Radosław Sobolewski: Moi piłkarze walczyli dzielnie i na pewno chcieli wygrać

Trener Wisły Płock Radosław Sobolewski nie miał uwag do swoich podopiecznych mimo przegranej w Gdańsku z Lechią 0:2 w ramach 18. kolejki PKO Ekstraklasy.
"Nafciarze" z Mazowsza doznali trzeciej porażki w pięciu ostatnich spotkaniach i spadli na ósme miejsce w tabeli.
- Chciałbym podziękować swoim chłopakom, że do końca walczyli, że do końca chcieli zmienić rezultat, a walczyli także z problemami, które mamy w drużynie od półtorej tygodnia. Z wszelkimi chorobami, które nas dopadły - wyznał Sobolewski dla oficjalnego serwisu klubu z Mazowsza.
- Już przed meczem z Lechem Mateusz Szwoch zgłosił grypę jelitową, przed Lechią podobne problemy miał Michał Marcjanik. Ricardinho czuł się z kolei tak źle, że z hotelu zabrała go karetka. Jeśli chodzi o mecz, to nie zaczął się on dla nas dobrze, bo już na samym początku musieliśmy dokonać zmiany wymuszonej kontuzją Piotra Tomasika.
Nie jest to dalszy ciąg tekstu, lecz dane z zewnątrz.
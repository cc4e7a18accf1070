//! Commit command implementation.
//!
//! The `projkit commit` command commits the generated project files.

use crate::cli::args::CommitArgs;
use crate::error::Result;
use crate::ui::UserInterface;
use crate::vcs::commit_generated;

use super::dispatcher::{Command, CommandResult, ProjectContext};

/// The commit command implementation.
pub struct CommitCommand {
    project: ProjectContext,
    args: CommitArgs,
}

impl CommitCommand {
    /// Create a new commit command.
    pub fn new(project: ProjectContext, args: CommitArgs) -> Self {
        Self { project, args }
    }
}

impl Command for CommitCommand {
    fn execute(&self, ui: &mut dyn UserInterface) -> Result<CommandResult> {
        let config = self.project.load_config()?;

        let summary = commit_generated(
            &self.project.root,
            &config.vcs,
            self.args.message.as_deref(),
        )?;

        if summary.staged.is_empty() {
            ui.warning("No generated files found. Run `projkit snapshot` first.");
        } else if summary.committed {
            let files: Vec<String> = summary
                .staged
                .iter()
                .map(|p| p.display().to_string())
                .collect();
            ui.success(&format!("Committed {}", files.join(", ")));
        } else {
            ui.message("Generated files are unchanged; nothing to commit.");
        }

        Ok(CommandResult::success())
    }
}
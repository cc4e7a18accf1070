//! Private package library status.
//!
//! The dependency tool records locked package versions in a lockfile and
//! installs them into a project-private library. projkit never changes
//! either; it only asks which packages are out of step.
//!
//! - [`LibraryStatus`] is the query seam used by the session checker
//! - [`LockfileLibrary`] answers it from the lockfile and the library folder

mod lockfile;

pub use lockfile::LockfileLibrary;

use std::path::Path;

use crate::error::Result;

/// State of one package in the private library.
#[derive(Debug, Clone, PartialEq, Eq)]
pub struct PackageStatus {
    /// Package name.
    pub name: String,
    /// Version recorded in the lockfile, if any.
    pub recorded: Option<String>,
    /// Version installed in the library, if any.
    pub installed: Option<String>,
}

impl PackageStatus {
    /// Whether the package is recorded and installed at the same version.
    pub fn is_resolved(&self) -> bool {
        match (&self.recorded, &self.installed) {
            (Some(recorded), Some(installed)) => recorded == installed,
            _ => false,
        }
    }
}

/// Query for the status of a project's private library.
pub trait LibraryStatus {
    /// Status of every package known to the lockfile or the library,
    /// leaving out the packages named in `exclude`.
    fn status(&self, project_root: &Path, exclude: &[String]) -> Result<Vec<PackageStatus>>;
}
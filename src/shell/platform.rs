//! Platform detection.

/// Check if running in a CI environment.
///
/// Used to pick the plain [`NonInteractiveUI`](crate::ui::NonInteractiveUI)
/// in `main()`. Checks common CI environment variables: `CI`,
/// `GITHUB_ACTIONS`, `GITLAB_CI`, `CIRCLECI`, `TRAVIS`, `JENKINS_URL`.
pub fn is_ci() -> bool {
    ["CI", "GITHUB_ACTIONS", "GITLAB_CI", "CIRCLECI", "TRAVIS", "JENKINS_URL"]
        .iter()
        .any(|var| std::env::var_os(var).is_some())
}
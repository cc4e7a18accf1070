//! Command-line interface for projkit.
//!
//! This module provides the CLI argument parsing using clap's derive macros
//! and command implementations.
//!
//! # Architecture
//!
//! - [`args`] - Argument definitions using clap derive macros
//! - [`commands`] - Command implementations

pub mod args;
pub mod commands;

pub use args::{
    CheckArgs, Cli, Commands, CommitArgs, CompletionsArgs, InitArgs, SnapshotArgs, SnippetAction,
    SnippetArgs,
};
pub use commands::{Command, CommandDispatcher, CommandResult, ProjectContext};
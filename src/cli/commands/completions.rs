//! Shell completions generation.
//!
//! The `projkit completions` command generates shell completion scripts.

use crate::cli::args::{Cli, CompletionsArgs};
use crate::ui::UserInterface;
use clap::CommandFactory;

use super::dispatcher::{Command, CommandResult};

/// The completions command implementation.
pub struct CompletionsCommand {
    args: CompletionsArgs,
}

impl CompletionsCommand {
    /// Create a new completions command.
    pub fn new(args: CompletionsArgs) -> Self {
        Self { args }
    }

    /// Write the completion script to `out`.
    pub fn generate(&self, out: &mut dyn std::io::Write) {
        let mut cmd = Cli::command();
        clap_complete::generate(self.args.shell, &mut cmd, "projkit", out);
    }
}

impl Command for CompletionsCommand {
    fn execute(&self, _ui: &mut dyn UserInterface) -> crate::error::Result<CommandResult> {
        self.generate(&mut std::io::stdout());
        Ok(CommandResult::success())
    }
}
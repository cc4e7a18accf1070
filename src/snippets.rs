//! Shared snippet library.
//!
//! A snippet library is a directory of reusable script files shared across
//! projects. Snippets are found by regular expression over their names and
//! contents, and copied into a project's scripts directory.

use std::fs;
use std::path::{Path, PathBuf};

use regex::{Regex, RegexBuilder};

use crate::error::{ProjkitError, Result};

/// A search hit in the snippet library.
#[derive(Debug, Clone, PartialEq, Eq)]
pub struct SnippetMatch {
    /// Snippet path relative to the library root.
    pub snippet: PathBuf,
    /// 1-based line number, or `None` when the name matched.
    pub line: Option<usize>,
    /// The matching line, or the snippet name.
    pub text: String,
}

/// A directory of reusable snippets.
#[derive(Debug, Clone)]
pub struct SnippetLibrary {
    root: PathBuf,
}

impl SnippetLibrary {
    /// Open the library at `root`.
    pub fn new(root: &Path) -> Self {
        Self {
            root: root.to_path_buf(),
        }
    }

    /// The library root.
    pub fn root(&self) -> &Path {
        &self.root
    }

    /// All snippets, relative to the root, sorted. Hidden entries are skipped.
    pub fn list(&self) -> Result<Vec<PathBuf>> {
        let mut snippets = Vec::new();
        collect(&self.root, &self.root, &mut snippets)?;
        snippets.sort();
        Ok(snippets)
    }

    /// Find snippets whose name or contents match `pattern`, case-insensitively.
    pub fn search(&self, pattern: &str) -> Result<Vec<SnippetMatch>> {
        let regex = search_regex(pattern)?;
        let mut matches = Vec::new();

        for snippet in self.list()? {
            let name = snippet.display().to_string();
            if regex.is_match(&name) {
                matches.push(SnippetMatch {
                    snippet: snippet.clone(),
                    line: None,
                    text: name,
                });
            }

            let content = match fs::read_to_string(self.root.join(&snippet)) {
                Ok(content) => content,
                Err(e) if e.kind() == std::io::ErrorKind::InvalidData => {
                    tracing::warn!("Skipping non-text snippet {}", snippet.display());
                    continue;
                }
                Err(e) => return Err(e.into()),
            };

            for (i, line) in content.lines().enumerate() {
                if regex.is_match(line) {
                    matches.push(SnippetMatch {
                        snippet: snippet.clone(),
                        line: Some(i + 1),
                        text: line.trim_end().to_string(),
                    });
                }
            }
        }

        Ok(matches)
    }

    /// Resolve `name` to a snippet.
    ///
    /// Tries the relative path first, then the file name, then the file
    /// stem. The first snippet in sorted order wins.
    pub fn find(&self, name: &str) -> Result<PathBuf> {
        let snippets = self.list()?;
        let wanted = Path::new(name);

        let found = snippets
            .iter()
            .find(|s| s.as_path() == wanted)
            .or_else(|| {
                snippets
                    .iter()
                    .find(|s| s.file_name().is_some_and(|n| n == name))
            })
            .or_else(|| {
                snippets
                    .iter()
                    .find(|s| s.file_stem().is_some_and(|n| n == name))
            });

        found.cloned().ok_or_else(|| ProjkitError::SnippetNotFound {
            name: name.to_string(),
        })
    }

    /// Copy the snippet `name` into `dest_dir`, keeping its file name.
    ///
    /// Refuses to overwrite an existing file unless `force` is set.
    pub fn copy(&self, name: &str, dest_dir: &Path, force: bool) -> Result<PathBuf> {
        let snippet = self.find(name)?;
        let file_name = snippet.file_name().ok_or_else(|| ProjkitError::SnippetNotFound {
            name: name.to_string(),
        })?;
        let dest = dest_dir.join(file_name);

        if dest.exists() && !force {
            return Err(ProjkitError::SnippetExists { path: dest });
        }

        fs::create_dir_all(dest_dir)?;
        fs::copy(self.root.join(&snippet), &dest)?;
        tracing::debug!("Copied {} to {}", snippet.display(), dest.display());
        Ok(dest)
    }
}

fn collect(root: &Path, dir: &Path, snippets: &mut Vec<PathBuf>) -> Result<()> {
    for entry in fs::read_dir(dir)? {
        let entry = entry?;
        if entry.file_name().to_string_lossy().starts_with('.') {
            continue;
        }

        let path = entry.path();
        if path.is_dir() {
            collect(root, &path, snippets)?;
        } else if path.is_file() {
            if let Ok(relative) = path.strip_prefix(root) {
                snippets.push(relative.to_path_buf());
            }
        }
    }
    Ok(())
}

fn search_regex(pattern: &str) -> Result<Regex> {
    RegexBuilder::new(pattern)
        .case_insensitive(true)
        .build()
        .map_err(|e| anyhow::anyhow!("invalid search pattern '{}': {}", pattern, e).into())
}

#[cfg(test)]
mod tests {
    use super::*;
    use tempfile::TempDir;

    fn library() -> (TempDir, SnippetLibrary) {
        let temp = TempDir::new().unwrap();
        let root = temp.path();
        fs::create_dir_all(root.join("models")).unwrap();
        fs::create_dir_all(root.join(".git")).unwrap();
        fs::write(root.join(".git/HEAD"), "ref: refs/heads/main\n").unwrap();
        fs::write(
            root.join("models/mixed_model.R"),
            "# Description: Random intercept model\nfit <- lmer(y ~ x + (1 | id))\n",
        )
        .unwrap();
        fs::write(
            root.join("plot_residuals.R"),
            "# Description: Residual plots\nplot(resid(fit))\n",
        )
        .unwrap();
        let library = SnippetLibrary::new(root);
        (temp, library)
    }

    #[test]
    fn lists_snippets_recursively_without_hidden() {
        let (_temp, library) = library();

        let snippets = library.list().unwrap();

        assert_eq!(
            snippets,
            [
                PathBuf::from("models/mixed_model.R"),
                PathBuf::from("plot_residuals.R"),
            ]
        );
    }

    #[test]
    fn search_matches_contents_with_line_numbers() {
        let (_temp, library) = library();

        let matches = library.search("lmer").unwrap();

        assert_eq!(matches.len(), 1);
        assert_eq!(matches[0].snippet, PathBuf::from("models/mixed_model.R"));
        assert_eq!(matches[0].line, Some(2));
    }

    #[test]
    fn search_matches_names() {
        let (_temp, library) = library();

        let matches = library.search("^plot_").unwrap();

        assert!(matches
            .iter()
            .any(|m| m.line.is_none() && m.snippet == Path::new("plot_residuals.R")));
    }

    #[test]
    fn search_is_case_insensitive() {
        let (_temp, library) = library();

        let matches = library.search("RESIDUAL PLOTS").unwrap();

        assert_eq!(matches.len(), 1);
    }

    #[test]
    fn invalid_pattern_is_an_error() {
        let (_temp, library) = library();
        assert!(library.search("(unclosed").is_err());
    }

    #[test]
    fn find_by_path_name_or_stem() {
        let (_temp, library) = library();

        let expected = PathBuf::from("models/mixed_model.R");
        assert_eq!(library.find("models/mixed_model.R").unwrap(), expected);
        assert_eq!(library.find("mixed_model.R").unwrap(), expected);
        assert_eq!(library.find("mixed_model").unwrap(), expected);
    }

    #[test]
    fn find_unknown_is_not_found() {
        let (_temp, library) = library();

        let err = library.find("anova").unwrap_err();

        assert!(matches!(err, ProjkitError::SnippetNotFound { .. }));
    }

    #[test]
    fn copy_into_scripts_dir() {
        let (_temp, library) = library();
        let project = TempDir::new().unwrap();
        let scripts = project.path().join("scripts");

        let dest = library.copy("mixed_model", &scripts, false).unwrap();

        assert_eq!(dest, scripts.join("mixed_model.R"));
        assert!(fs::read_to_string(dest).unwrap().contains("lmer"));
    }

    #[test]
    fn copy_refuses_to_overwrite() {
        let (_temp, library) = library();
        let project = TempDir::new().unwrap();
        fs::write(project.path().join("plot_residuals.R"), "mine\n").unwrap();

        let err = library
            .copy("plot_residuals", project.path(), false)
            .unwrap_err();

        assert!(matches!(err, ProjkitError::SnippetExists { .. }));
        assert_eq!(
            fs::read_to_string(project.path().join("plot_residuals.R")).unwrap(),
            "mine\n"
        );
    }

    #[test]
    fn copy_with_force_overwrites() {
        let (_temp, library) = library();
        let project = TempDir::new().unwrap();
        fs::write(project.path().join("plot_residuals.R"), "mine\n").unwrap();

        library.copy("plot_residuals", project.path(), true).unwrap();

        assert!(fs::read_to_string(project.path().join("plot_residuals.R"))
            .unwrap()
            .contains("resid"));
    }
}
Kolejna także była spowodowana urazem, tym razem Suada Sahitiego - podkreślił opiekun "Nafciarzy".
- Tym bardziej chciałbym podkreślić, żeby wszyscy nasi kibice wiedzieli, że moi piłkarze walczyli dzielnie i na pewno chcieli wygrać. Niestety nie udało się. Chcemy pogratulować zespołowi Lechii zwycięstwa i życzymy powodzenia w kolejnych spotkaniach - podsumował Sobolewski.